Joel Ellis Fisher died suddenly on Thursday, 6 January 1966, at the age of 74 in New York City. Ellis died as was only proper “with his boots on”, for he never considered retirement and was on his way to work.
During the first World War he was a naval lieutenant, and afterwards for many years was president of the Northwestern Terminal Railroad in Denver.
He served for 20 years as President and/or Treasurer of the American Alpine Club. He was an active member of the Swiss, French, Italian and English Alpine Clubs, and an honorary member of the Yale, Harvard and Colorado Mountaineering Clubs. During a span of 57 years of active climbing he made over 150 major ascents in the Alps, and he climbed the Matterhorn six times, the last in 1950.
He was a mountaineer primarily, although in his later years he became quite interested in glaciology and was particularly noted for his intensive, amateur investigations of Forbes banding in many parts of the Alps.

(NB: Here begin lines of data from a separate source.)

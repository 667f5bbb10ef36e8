//! # tunefetch
//!
//! Search for songs, fetch them in the background as mp3 or opus, and serve
//! the resulting library over HTTP.
//!
//! ## Design
//!
//! - **Non-blocking submission** - a fetch returns a job id immediately and
//!   runs on its own task; clients poll (or subscribe) for progress
//! - **Single-owner job state** - job records live in an actor, so every
//!   poll sees a whole record and finished jobs never change again
//! - **Pluggable engine** - the fetch engine and metadata provider are
//!   traits; `yt-dlp` is the default implementation
//! - **Stateless library** - the catalog is the storage directory itself
//!
//! ## Quick Start
//!
//! ```no_run
//! use tunefetch::{Config, SubmitOptions, TuneFetch};
//!
//! #[tokio::main]
//! async fn main() -> Result<(), Box<dyn std::error::Error>> {
//!     let service = TuneFetch::new(Config::default()).await?;
//!
//!     // Subscribe first so no event of the new job is missed
//!     let mut events = service.subscribe();
//!
//!     let id = service
//!         .submit(
//!             "daft punk around the world",
//!             SubmitOptions {
//!                 codec: Some("opus".to_string()),
//!                 ..Default::default()
//!             },
//!         )
//!         .await?;
//!
//!     while let Ok(event) = events.recv().await {
//!         println!("{}: {} {}%", event.task_id, event.record.status, event.record.percent);
//!         if event.task_id == id && event.record.is_terminal() {
//!             break;
//!         }
//!     }
//!
//!     Ok(())
//! }
//! ```

#![warn(missing_docs)]
#![warn(clippy::all)]
#![warn(clippy::unwrap_used)]
#![warn(clippy::expect_used)]

/// REST API module
pub mod api;
/// Catalog of stored files
pub mod catalog;
/// Configuration types
pub mod config;
/// Fetch engine and metadata provider adapters
pub mod engine;
/// Error types
pub mod error;
/// Job store, runner and id generation
pub mod jobs;
/// Progress normalization
pub mod progress;
/// Service handle (decomposed into focused submodules)
pub mod service;
/// Core types
pub mod types;
/// Utility functions
pub mod utils;

// Re-export commonly used types
pub use catalog::Catalog;
pub use config::Config;
pub use engine::{FetchEngine, MetadataProvider, UnavailableEngine, YtDlp};
pub use error::{ApiError, CatalogError, Error, ErrorDetail, ResolutionError, Result, ToHttpStatus};
pub use service::TuneFetch;
pub use types::{
    ArtifactInfo, CatalogEntry, Codec, JobEvent, JobId, JobRecord, JobStatus, SubmitOptions,
    Suggestion, TrackMetadata,
};

/// Helper function to run the service with graceful signal handling.
///
/// Waits for a termination signal and then calls the service's `shutdown()` method,
/// which also stops an API server started with [`TuneFetch::spawn_api_server`].
///
/// Listens for SIGTERM (Unix only) and Ctrl+C.
///
/// # Example
///
/// ```no_run
/// use tunefetch::{Config, TuneFetch, run_with_shutdown};
/// use std::sync::Arc;
///
/// #[tokio::main]
/// async fn main() -> Result<(), Box<dyn std::error::Error>> {
///     let service = Arc::new(TuneFetch::new(Config::default()).await?);
///     let api = service.spawn_api_server();
///
///     // Run with automatic signal handling
///     run_with_shutdown(&service).await;
///     api.await??;
///
///     Ok(())
/// }
/// ```
pub async fn run_with_shutdown(service: &TuneFetch) {
    wait_for_signal().await;
    service.shutdown().await;
}

/// Serve the REST API until a termination signal, then shut down
///
/// Returns early with the server's error when it stops on its own (for
/// instance when the bind address is already in use), shutting the service
/// down first.
///
/// # Example
///
/// ```no_run
/// use tunefetch::{Config, TuneFetch, serve_until_shutdown};
/// use std::sync::Arc;
///
/// #[tokio::main]
/// async fn main() -> Result<(), Box<dyn std::error::Error>> {
///     let service = Arc::new(TuneFetch::new(Config::default()).await?);
///     serve_until_shutdown(&service).await?;
///     Ok(())
/// }
/// ```
pub async fn serve_until_shutdown(service: &std::sync::Arc<TuneFetch>) -> Result<()> {
    let mut api = service.spawn_api_server();

    tokio::select! {
        finished = &mut api => {
            service.shutdown().await;
            return api_outcome(finished);
        }
        _ = run_with_shutdown(service) => {}
    }

    api_outcome(api.await)
}

fn api_outcome(finished: std::result::Result<Result<()>, tokio::task::JoinError>) -> Result<()> {
    match finished {
        Ok(Ok(())) => {
            tracing::info!("API server stopped");
            Ok(())
        }
        Ok(Err(e)) => {
            tracing::error!(error = %e, "API server failed");
            Err(e)
        }
        Err(e) => {
            tracing::error!(error = %e, "API server task panicked");
            Err(Error::Other(format!("API server task failed: {}", e)))
        }
    }
}

/// Resolve on SIGTERM or Ctrl+C (SIGINT)
async fn wait_for_signal() {
    #[cfg(unix)]
    {
        use tokio::signal::unix::{SignalKind, signal};

        match signal(SignalKind::terminate()) {
            Ok(mut sigterm) => {
                tokio::select! {
                    _ = sigterm.recv() => tracing::info!(signal = "SIGTERM", "Received termination signal"),
                    _ = tokio::signal::ctrl_c() => tracing::info!(signal = "SIGINT", "Received termination signal"),
                }
                return;
            }
            Err(e) => {
                // Restricted environments (containers, tests) may refuse registration
                tracing::warn!(error = %e, "Could not register SIGTERM handler, waiting for Ctrl+C only");
            }
        }
    }

    match tokio::signal::ctrl_c().await {
        Ok(()) => tracing::info!(signal = "SIGINT", "Received termination signal"),
        Err(e) => tracing::error!(error = %e, "Failed to listen for Ctrl+C signal"),
    }
}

He returned year after year to certain areas in order to correlate his researches and findings. Many of these were published in various of the mountaineering and scientific journals in both Europe and the United States. For many years he privately sponsored research on glaciers and gravitation.
Ellis Fisher was a good friend to many of the younger generation of mountaineers—particularly those with a somewhat scientific bent, and his home was always open to them for a meal or a visit.
He was a noted philanthropist—not in the sense of vast public acknowledgement, for this was not his way. Instead, he performed his good works quietly and privately, helping many refugees from the misfortunes of European wars to find themselves in the New World.
A fine man who served his fellow men in a most exemplary manner, we who benefited so much from his many kindnesses have much to remember, and much to learn.